Usenet Newsgroups Part II – What is on that CD and Why Your Hard Drive isn’t a Database

I left off last week sharing the fact that I discovered some Usenet Newsgroup archives on CD-ROM in a box in the garage, which kicked off a reverie about Usenet and the good old days.

My plan for the next post is to actually explore the story arc of Usenet Newsgroups and where they stand today.  But this middle post… because you always put your weakest point in the middle of your presentation I guess… is to look deeper into the CD-ROM I found and what was really on it and what that said about the time.

Net News – 1992 series, number 25

Just to remind you where we left off, I did point out that the CD-ROM, which covered just 10 days of Usenet Newsgroup traffic in the pre-eternal September time frame, and which did not include any of the binaries groups, was pretty full.

600 MB of Usenet text

That image is, however, a bit misleading… or, rather, it hides a problem that the original Usenet architecture faced.  What do we see when we get properties within the disk, and specifically what is in that SPOOL directory?

Look at that file count

Almost 186K files that are 340MB in size but which take up 531MB of space on the CD-ROM itself.

I knew exactly what was going on the moment I saw that.  That pulled me back in my career, back to my brief tenure at Jasmine Technologies, a job I got because of my BBS, a time when I started off thinking hard drives were easy and left believing SCSI was a nether dimension where the generally accepted rules of the universe did not apply.
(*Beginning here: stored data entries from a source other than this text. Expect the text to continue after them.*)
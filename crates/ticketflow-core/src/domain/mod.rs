//! Domain models for Ticketflow.
//!
//! Canonical definitions for the core entities:
//! - `Ticket`: validated unit of work submitted to the pipeline
//! - `Stage`: one of the ordered processing steps
//! - Stage results: classification, execution, validation, update payloads
//! - `TicketDigest`: canonical content digest for audit reproducibility

pub mod digest;
pub mod error;
pub mod results;
pub mod stage;
pub mod ticket;

pub use digest::TicketDigest;
pub use error::PipelineError;
pub use results::{
    ActionKind, ClassificationResult, ClassificationSource, CompletionStatus, ExecutionResult,
    MiddlewareType, RiskLevel, UpdateResponse, ValidationReport, ValidationStatus,
};
pub use stage::Stage;
pub use ticket::{Ticket, TicketError};
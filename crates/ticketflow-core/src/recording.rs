//! Guarded persistence: bridges the engine to the [`IncidentStore`] with the
//! error-isolation discipline the pipeline relies on.
//!
//! Two write disciplines exist, and the split is deliberate:
//! - **guarded**: failure is logged with the wrapped operation's name,
//!   wrapped into [`PipelineError::Persistence`] and re-raised; the engine
//!   decides whether that is fatal for the current stage.
//! - **best-effort**: failure is logged and swallowed. Used only on the
//!   error-handling path, so a secondary bookkeeping failure can never mask
//!   the primary stage failure or raise a second error out of the run.
//!
//! Neither discipline retries, and neither converts a storage error into a
//! different failure mode than documented here.

use std::sync::Arc;

use incident_store::{AuditEntry, IncidentPatch, IncidentStore, NewIncident, StoreError, TicketId};

use crate::domain::PipelineError;
use crate::obs;

/// Wraps every store mutation performed by the pipeline engine.
#[derive(Clone)]
pub struct AuditRecorder {
    store: Arc<dyn IncidentStore>,
}

impl AuditRecorder {
    pub fn new(store: Arc<dyn IncidentStore>) -> Self {
        Self { store }
    }

    /// Guarded incident creation.
    ///
    /// `DuplicateTicket` passes through as the domain-level duplicate
    /// rejection; any other failure becomes [`PipelineError::Persistence`].
    pub async fn create_incident(&self, incident: NewIncident) -> Result<(), PipelineError> {
        let ticket_id = incident.ticket_id.clone();
        match self.store.create_incident(incident).await {
            Ok(()) => Ok(()),
            Err(StoreError::DuplicateTicket { ticket_id }) => {
                Err(PipelineError::DuplicateTicket(ticket_id))
            }
            Err(source) => Err(self.persistence_failure("create_incident", &ticket_id, source)),
        }
    }

    /// Guarded incident update.
    pub async fn update_incident(
        &self,
        ticket_id: &TicketId,
        patch: IncidentPatch,
    ) -> Result<(), PipelineError> {
        self.store
            .update_incident(ticket_id, patch)
            .await
            .map_err(|source| self.persistence_failure("update_incident", ticket_id, source))
    }

    /// Guarded audit append.
    pub async fn append_audit(&self, entry: AuditEntry) -> Result<(), PipelineError> {
        let ticket_id = entry.ticket_id.clone();
        self.store
            .append_audit(entry)
            .await
            .map_err(|source| self.persistence_failure("append_audit", &ticket_id, source))
    }

    /// Best-effort audit append for the error-handling path.
    ///
    /// A failure here is logged and swallowed: it must never overwrite the
    /// primary error or escape the run.
    pub async fn append_audit_best_effort(&self, entry: AuditEntry) {
        let ticket_id = entry.ticket_id.clone();
        if let Err(err) = self.store.append_audit(entry).await {
            obs::emit_best_effort_write_dropped("append_audit", ticket_id.as_str(), &err);
        }
    }

    /// Best-effort incident update for the error-handling path.
    pub async fn update_incident_best_effort(&self, ticket_id: &TicketId, patch: IncidentPatch) {
        if let Err(err) = self.store.update_incident(ticket_id, patch).await {
            obs::emit_best_effort_write_dropped("update_incident", ticket_id.as_str(), &err);
        }
    }

    fn persistence_failure(
        &self,
        operation: &'static str,
        ticket_id: &TicketId,
        source: StoreError,
    ) -> PipelineError {
        obs::emit_persistence_failed(operation, ticket_id.as_str(), &source);
        PipelineError::Persistence { operation, source }
    }
}

#[cfg(test)]
mod tests {
    use super::*;
    use incident_store::fakes::FlakyIncidentStore;
    use incident_store::Priority;

    fn new_incident(ticket_id: &str) -> NewIncident {
        NewIncident {
            ticket_id: TicketId::from(ticket_id),
            priority: Priority::Medium,
            environment: "staging".to_string(),
        }
    }

    fn entry(ticket_id: &str) -> AuditEntry {
        AuditEntry::new(
            TicketId::from(ticket_id),
            "ticket_received",
            "ticket_receiver",
            serde_json::json!({}),
        )
    }

    #[tokio::test]
    async fn duplicate_create_maps_to_domain_error() {
        let store = Arc::new(FlakyIncidentStore::new());
        let recorder = AuditRecorder::new(store);

        recorder.create_incident(new_incident("INC-1")).await.unwrap();
        let err = recorder
            .create_incident(new_incident("INC-1"))
            .await
            .unwrap_err();
        assert!(matches!(err, PipelineError::DuplicateTicket(id) if id == "INC-1"));
    }

    #[tokio::test]
    async fn guarded_update_wraps_store_failure() {
        let store = Arc::new(FlakyIncidentStore::new());
        let recorder = AuditRecorder::new(store.clone());
        recorder.create_incident(new_incident("INC-1")).await.unwrap();

        store.fail_updates(true);
        let err = recorder
            .update_incident(&TicketId::from("INC-1"), IncidentPatch::default())
            .await
            .unwrap_err();
        assert!(matches!(
            err,
            PipelineError::Persistence {
                operation: "update_incident",
                ..
            }
        ));
    }

    #[tokio::test]
    async fn guarded_audit_wraps_store_failure() {
        let store = Arc::new(FlakyIncidentStore::new());
        let recorder = AuditRecorder::new(store.clone());

        store.fail_audit_appends(true);
        let err = recorder.append_audit(entry("INC-1")).await.unwrap_err();
        assert!(matches!(
            err,
            PipelineError::Persistence {
                operation: "append_audit",
                ..
            }
        ));
    }

    #[tokio::test]
    async fn best_effort_append_swallows_failure() {
        let store = Arc::new(FlakyIncidentStore::new());
        let recorder = AuditRecorder::new(store.clone());

        store.fail_audit_appends(true);
        // Must not panic or propagate anything.
        recorder.append_audit_best_effort(entry("INC-1")).await;

        // And with the failure cleared, the entry lands normally.
        store.fail_audit_appends(false);
        recorder.append_audit_best_effort(entry("INC-1")).await;
        let trail = store.audit_trail(&TicketId::from("INC-1")).await.unwrap();
        assert_eq!(trail.len(), 1);
    }

    #[tokio::test]
    async fn best_effort_update_swallows_failure() {
        let store = Arc::new(FlakyIncidentStore::new());
        let recorder = AuditRecorder::new(store.clone());

        store.fail_updates(true);
        recorder
            .update_incident_best_effort(&TicketId::from("INC-404"), IncidentPatch::default())
            .await;
    }
}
Drive Safely was out motto

In the world of storage, hard drives vary in capacity, but there is generally a default sector size that dictates the minimum amount of space a file can take up on a drive and an operating system can only access so many sectors on a single storage device in a way that is analogous, but not the same, as the RAM limits different operating systems face based on the size of their memory addressing.

Basically, if you have a big device, and in 1992 a 600MB CD-ROM was pretty damn big, and have a limit on the number of sectors you can address, then you just make the sectors bigger.  So the CD-ROM has a sector size of 2,048 bytes.

If you have a bunch of really small files… if you were doing something like using your file system as a database structure and just storing every message as a file… and many of those messages were only a few hundred bytes but all took up a minimum of 2,048 bytes on the disk because of the sector size… well, you get files that take up a lot more space their their cumulative size might otherwise indicate.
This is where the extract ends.